QUIERO SER DUQUE

Que ha empezado el verano se nota, sobre todo, en las noticias del momento. La primera de estas noticias, serpientes de verano las llaman algunos, parece ser la polémica por el Ducado de Franco concedido, o ratificado, o renovado, o reconocido, o vete a saber qué, a una de sus nietas, de nombre Carmen y de apellidos Martínez Bordiú Franco.

El hecho, merecedor de una decisión del Consejo de Ministros, se produjo, al parecer, en la última ocasión en que esos ministros lo iban a ser. Lo primero en que conviene pararse a pensar es en la actividad tan frenética en que debían estar ocupados esos señores cuando encontraron tiempo para dedicarse a este asunto. Y, lo segundo, en la injusticia en que incurrieron para hacer Duquesa a, solo, esa señora, en lugar de hacerlo de manera más generosa.

Pero, esto, debe corregirlo, sin demora y sin racanerías, el nuevo gobierno. En lugar de enzarzarse en intentar suprimir ese Ducado, debería proporcionar uno a cada español, o española que lo solicitara.
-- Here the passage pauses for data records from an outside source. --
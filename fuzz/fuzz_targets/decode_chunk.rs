#![no_main]
use libfuzzer_sys::fuzz_target;

use chunkatlas::{decode_chunk, Registry};
use skimnbt::SkipList;

fuzz_target!(|data: &[u8]| {
    let _ = decode_chunk(data, Registry::vanilla(), SkipList::chunk_summary());
});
Hay que recordar que fue una socialista, tan arraigada que llegó a presidir la Federación Socialista Madrileña, quien defendió la igualdad de género en la nobleza. Se llamaba Cristina Alberti.

Yo, para empezar, lo solicito. Creo ser tan merecedor de ello como Doña Carmen Martínez Bordiú Franco. Como en su caso, mi abuelo, mis abuelos, porque tuve dos, están muertos. Y, como en su caso, tampoco tengo nada que ver con lo que hicieran mis abuelos. Tampoco creo haber hecho nada que merezca menor valoración que esa señora y, además, estoy dispuesto a rellenar el impreso de solicitud necesario para poder acceder al pretendido Ducado. El resto es cuestión de la norma, del Gobierno y, no sé si de su Majestad el Rey. Pero si están dispuestos a cambiar la norma para quitar el Ducado de Franco a su nieta, también podrían cambiarla para conceder Ducados a quien quisiera.

No solicito ningún privilegio especial, ni siquiera poder permanecer cubierto ante el Rey, por lo que estoy dispuesto a quitarme la gorra en su presencia, cosa que suelo hacer cada vez que me presentan a alguien sea, o no, Rey. Pero si el Ducado llevara aparejada la Grandeza de España (o la Enormidad, si ese fuera el caso), tampoco lo iba a rechazar. En cuanto al nombre del Ducado, podría ser el de Jesús Espelosín Atienza agregando, quizás, el número de mi DNI por si hay más miembros de mi familia que lo soliciten.

Respecto al tema económico, una vez que renuncio a cobrar nada por ser Duque, anuncio que estoy dispuesto a pagar la tasa correspondiente que, como es preceptivo, deberán cobrarme para cubrir los gastos del nombramiento, cosa que tampoco creo que sea muy importante ya que se trataría de poner mi nombre en la web del BOE, y poco más. De esta forma, mi nombramiento como Duque no le resultaría, de ninguna forma, onerosa al Estado Español ni, tampoco, el nombramiento de cualquiera otra persona que lo solicitara en las mismas condiciones que las descritas anteriormente.

Y, ahora vendría la llamada pregunta del millón: Si un Ducado ya no significa, ni de lejísimos, lo que ha significado en otros tiempos. Si, pensándolo bien, estaríamos hablando de una banalidad de proporciones de campeonato. Si cualquiera en su sano juicio consideraría la cuestión una autentica chorrada. ¿Por qué va a ser menos digna de consideración mi solicitud que el enzarzarse en una discusión sobre el Ducado de Franco?

Y, por no hurtar el debate, sugeriré dos respuestas: La primera de ellas estaría relacionada con el menosprecio al Dictador. Pues bien, yo creo que con el traslado de sus restos a una fosa común, para el caso de que no los reclamara su familia, sería suficiente. Esto solucionaría también lo que algún malintencionado puede suponer y es que, en realidad se trata de que se hable de esto para no hablar de otras cosas.

Y la segunda es que los Duques de lo que podríamos conocer como plan antiguo, podrían sentirse decepcionados y molestos. Pues bien, se les hace Archiduques y todos tan contentos.